╭─ THE RECORDS

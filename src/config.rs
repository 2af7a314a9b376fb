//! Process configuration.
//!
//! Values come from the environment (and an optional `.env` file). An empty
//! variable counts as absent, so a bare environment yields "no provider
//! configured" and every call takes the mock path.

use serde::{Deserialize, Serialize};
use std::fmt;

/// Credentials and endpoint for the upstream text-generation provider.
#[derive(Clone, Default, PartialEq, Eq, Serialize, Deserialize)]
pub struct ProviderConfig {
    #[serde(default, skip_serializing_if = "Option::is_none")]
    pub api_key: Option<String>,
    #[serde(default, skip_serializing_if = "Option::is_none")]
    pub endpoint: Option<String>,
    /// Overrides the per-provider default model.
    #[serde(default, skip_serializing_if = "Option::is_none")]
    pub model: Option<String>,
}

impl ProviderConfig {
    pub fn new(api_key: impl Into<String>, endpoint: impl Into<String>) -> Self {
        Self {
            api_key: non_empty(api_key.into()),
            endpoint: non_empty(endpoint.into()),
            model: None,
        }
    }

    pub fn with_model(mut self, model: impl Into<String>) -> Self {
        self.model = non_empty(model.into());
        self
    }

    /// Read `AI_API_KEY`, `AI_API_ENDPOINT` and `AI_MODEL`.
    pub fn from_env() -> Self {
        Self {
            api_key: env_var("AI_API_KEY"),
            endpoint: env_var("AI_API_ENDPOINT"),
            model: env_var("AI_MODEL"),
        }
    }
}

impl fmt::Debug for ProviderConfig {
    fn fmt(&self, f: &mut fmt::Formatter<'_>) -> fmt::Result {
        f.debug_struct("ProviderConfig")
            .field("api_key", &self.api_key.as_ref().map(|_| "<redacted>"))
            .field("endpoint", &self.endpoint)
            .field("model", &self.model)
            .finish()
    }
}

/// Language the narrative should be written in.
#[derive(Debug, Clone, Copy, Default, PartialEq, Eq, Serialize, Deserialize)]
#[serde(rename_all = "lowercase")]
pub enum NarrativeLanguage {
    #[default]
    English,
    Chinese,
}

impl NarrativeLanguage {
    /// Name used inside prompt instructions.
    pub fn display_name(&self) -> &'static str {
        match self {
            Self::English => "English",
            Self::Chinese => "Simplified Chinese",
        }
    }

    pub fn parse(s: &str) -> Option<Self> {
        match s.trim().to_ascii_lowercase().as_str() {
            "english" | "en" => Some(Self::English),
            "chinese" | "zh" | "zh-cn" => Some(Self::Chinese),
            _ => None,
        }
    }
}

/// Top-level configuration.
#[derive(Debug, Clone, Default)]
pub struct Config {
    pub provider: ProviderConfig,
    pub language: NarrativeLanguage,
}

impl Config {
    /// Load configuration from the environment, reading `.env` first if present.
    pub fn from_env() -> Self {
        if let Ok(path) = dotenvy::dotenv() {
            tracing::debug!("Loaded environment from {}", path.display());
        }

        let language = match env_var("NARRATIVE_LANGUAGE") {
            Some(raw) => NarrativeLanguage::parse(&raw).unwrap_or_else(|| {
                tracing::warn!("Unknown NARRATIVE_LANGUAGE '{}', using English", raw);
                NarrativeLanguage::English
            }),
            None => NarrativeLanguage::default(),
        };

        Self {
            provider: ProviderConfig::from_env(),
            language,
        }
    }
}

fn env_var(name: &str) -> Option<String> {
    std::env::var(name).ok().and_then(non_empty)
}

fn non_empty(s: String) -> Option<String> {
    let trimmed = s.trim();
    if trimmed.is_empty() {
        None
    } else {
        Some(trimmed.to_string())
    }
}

╰─
╭─ THE RECORDS

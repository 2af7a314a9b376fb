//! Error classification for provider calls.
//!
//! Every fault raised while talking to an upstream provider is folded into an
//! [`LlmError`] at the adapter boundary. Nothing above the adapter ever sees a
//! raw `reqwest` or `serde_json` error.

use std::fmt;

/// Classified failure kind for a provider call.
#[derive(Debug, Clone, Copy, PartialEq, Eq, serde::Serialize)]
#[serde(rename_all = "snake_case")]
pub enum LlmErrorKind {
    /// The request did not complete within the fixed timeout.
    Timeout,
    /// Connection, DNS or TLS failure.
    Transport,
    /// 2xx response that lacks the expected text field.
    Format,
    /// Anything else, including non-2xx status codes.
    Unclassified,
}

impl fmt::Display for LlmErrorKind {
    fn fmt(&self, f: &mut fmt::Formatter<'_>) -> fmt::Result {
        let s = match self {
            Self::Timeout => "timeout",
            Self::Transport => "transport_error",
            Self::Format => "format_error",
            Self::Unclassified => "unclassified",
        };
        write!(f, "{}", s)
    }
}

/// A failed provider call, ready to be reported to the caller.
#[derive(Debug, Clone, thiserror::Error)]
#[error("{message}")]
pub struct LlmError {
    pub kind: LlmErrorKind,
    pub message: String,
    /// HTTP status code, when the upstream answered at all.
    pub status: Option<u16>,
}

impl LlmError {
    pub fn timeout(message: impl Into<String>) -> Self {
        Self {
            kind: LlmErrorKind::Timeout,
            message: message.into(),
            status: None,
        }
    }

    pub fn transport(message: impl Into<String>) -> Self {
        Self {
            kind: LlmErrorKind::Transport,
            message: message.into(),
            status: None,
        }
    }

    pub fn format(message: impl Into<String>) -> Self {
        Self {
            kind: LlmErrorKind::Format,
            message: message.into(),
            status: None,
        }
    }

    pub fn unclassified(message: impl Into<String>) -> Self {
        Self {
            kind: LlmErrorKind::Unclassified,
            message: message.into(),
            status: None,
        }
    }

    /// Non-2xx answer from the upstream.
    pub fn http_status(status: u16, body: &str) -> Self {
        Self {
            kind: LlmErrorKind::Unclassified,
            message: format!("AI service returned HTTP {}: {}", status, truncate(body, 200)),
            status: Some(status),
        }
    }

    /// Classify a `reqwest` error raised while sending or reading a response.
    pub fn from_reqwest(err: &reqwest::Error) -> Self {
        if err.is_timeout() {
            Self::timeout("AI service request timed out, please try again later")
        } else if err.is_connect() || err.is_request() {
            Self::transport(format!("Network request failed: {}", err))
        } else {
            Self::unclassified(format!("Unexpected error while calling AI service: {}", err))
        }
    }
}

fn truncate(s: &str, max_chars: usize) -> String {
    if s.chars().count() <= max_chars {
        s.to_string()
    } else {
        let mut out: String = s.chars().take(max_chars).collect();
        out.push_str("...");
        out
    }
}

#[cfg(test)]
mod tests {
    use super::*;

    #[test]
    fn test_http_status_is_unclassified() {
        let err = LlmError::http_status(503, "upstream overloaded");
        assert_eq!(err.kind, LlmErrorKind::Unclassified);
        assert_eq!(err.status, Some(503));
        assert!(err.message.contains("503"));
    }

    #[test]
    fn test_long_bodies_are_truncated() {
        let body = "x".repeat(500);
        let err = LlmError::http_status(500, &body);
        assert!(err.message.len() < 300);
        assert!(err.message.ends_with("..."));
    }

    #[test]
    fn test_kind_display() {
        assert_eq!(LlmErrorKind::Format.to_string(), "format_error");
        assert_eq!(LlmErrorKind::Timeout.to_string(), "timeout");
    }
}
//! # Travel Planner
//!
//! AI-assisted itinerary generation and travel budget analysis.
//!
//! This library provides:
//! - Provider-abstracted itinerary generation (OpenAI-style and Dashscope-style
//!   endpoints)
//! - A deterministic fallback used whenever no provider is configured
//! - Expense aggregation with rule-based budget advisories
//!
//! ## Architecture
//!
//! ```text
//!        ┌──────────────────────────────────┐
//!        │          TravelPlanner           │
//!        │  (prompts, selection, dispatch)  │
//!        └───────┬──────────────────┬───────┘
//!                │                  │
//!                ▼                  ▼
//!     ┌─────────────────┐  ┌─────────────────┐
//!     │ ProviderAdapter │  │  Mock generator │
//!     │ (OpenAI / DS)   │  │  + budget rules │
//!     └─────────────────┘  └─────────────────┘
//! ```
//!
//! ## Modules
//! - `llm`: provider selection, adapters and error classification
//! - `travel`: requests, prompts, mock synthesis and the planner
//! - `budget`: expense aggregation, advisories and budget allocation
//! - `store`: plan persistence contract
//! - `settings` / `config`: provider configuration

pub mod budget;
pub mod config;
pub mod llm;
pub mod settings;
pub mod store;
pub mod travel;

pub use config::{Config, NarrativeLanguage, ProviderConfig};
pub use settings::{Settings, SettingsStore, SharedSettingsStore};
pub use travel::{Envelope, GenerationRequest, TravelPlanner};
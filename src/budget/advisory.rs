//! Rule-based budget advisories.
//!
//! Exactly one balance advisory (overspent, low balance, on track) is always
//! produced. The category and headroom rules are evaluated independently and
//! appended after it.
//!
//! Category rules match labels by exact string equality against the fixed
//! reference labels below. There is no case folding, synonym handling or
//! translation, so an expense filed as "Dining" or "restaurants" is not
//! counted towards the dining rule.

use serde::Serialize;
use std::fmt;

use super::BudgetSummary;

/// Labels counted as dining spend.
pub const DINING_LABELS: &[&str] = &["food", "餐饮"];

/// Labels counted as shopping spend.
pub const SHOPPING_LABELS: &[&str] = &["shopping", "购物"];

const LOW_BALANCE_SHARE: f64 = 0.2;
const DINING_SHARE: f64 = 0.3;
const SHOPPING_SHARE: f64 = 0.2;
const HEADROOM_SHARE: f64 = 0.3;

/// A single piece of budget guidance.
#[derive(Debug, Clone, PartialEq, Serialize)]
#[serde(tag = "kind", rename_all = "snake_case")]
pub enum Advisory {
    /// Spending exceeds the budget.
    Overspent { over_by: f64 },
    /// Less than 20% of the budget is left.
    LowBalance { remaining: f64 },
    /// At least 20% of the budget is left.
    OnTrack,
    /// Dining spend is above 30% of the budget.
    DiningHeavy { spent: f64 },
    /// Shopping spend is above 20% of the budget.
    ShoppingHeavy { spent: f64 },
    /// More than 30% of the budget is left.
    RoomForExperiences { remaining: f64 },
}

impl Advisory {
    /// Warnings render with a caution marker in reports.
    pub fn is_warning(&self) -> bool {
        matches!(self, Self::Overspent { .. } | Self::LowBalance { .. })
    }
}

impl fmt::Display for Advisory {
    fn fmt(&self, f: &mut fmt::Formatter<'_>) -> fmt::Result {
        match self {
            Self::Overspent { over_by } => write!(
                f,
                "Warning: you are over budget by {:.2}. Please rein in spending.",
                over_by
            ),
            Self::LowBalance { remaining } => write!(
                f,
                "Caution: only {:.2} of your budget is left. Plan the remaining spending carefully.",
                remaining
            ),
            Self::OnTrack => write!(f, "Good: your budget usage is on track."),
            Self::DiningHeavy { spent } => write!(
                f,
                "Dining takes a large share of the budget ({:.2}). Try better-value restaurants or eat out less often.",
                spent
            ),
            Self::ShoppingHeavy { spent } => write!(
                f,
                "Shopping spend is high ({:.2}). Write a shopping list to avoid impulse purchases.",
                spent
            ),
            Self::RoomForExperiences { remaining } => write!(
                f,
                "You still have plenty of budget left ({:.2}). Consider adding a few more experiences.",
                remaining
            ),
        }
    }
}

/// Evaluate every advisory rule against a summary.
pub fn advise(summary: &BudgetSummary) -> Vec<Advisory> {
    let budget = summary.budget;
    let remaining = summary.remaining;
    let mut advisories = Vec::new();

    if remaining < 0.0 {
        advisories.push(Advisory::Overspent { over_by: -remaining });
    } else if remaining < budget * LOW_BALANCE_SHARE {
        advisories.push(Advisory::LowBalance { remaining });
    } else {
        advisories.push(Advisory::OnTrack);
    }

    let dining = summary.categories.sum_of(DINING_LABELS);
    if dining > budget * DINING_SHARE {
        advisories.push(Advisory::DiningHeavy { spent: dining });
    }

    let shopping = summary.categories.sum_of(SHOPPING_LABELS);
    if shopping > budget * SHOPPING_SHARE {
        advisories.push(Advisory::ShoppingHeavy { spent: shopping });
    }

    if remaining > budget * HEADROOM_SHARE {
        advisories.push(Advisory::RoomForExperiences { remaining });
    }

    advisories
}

╰─

* [TASK OBJECTIVE] Look for "based" in each line of the material, then copy the lines where it is found.

* [ANSWER TO THIS TASK]
//! - Expense aggregation with rule-based budget advisories
//! Rule-based budget advisories.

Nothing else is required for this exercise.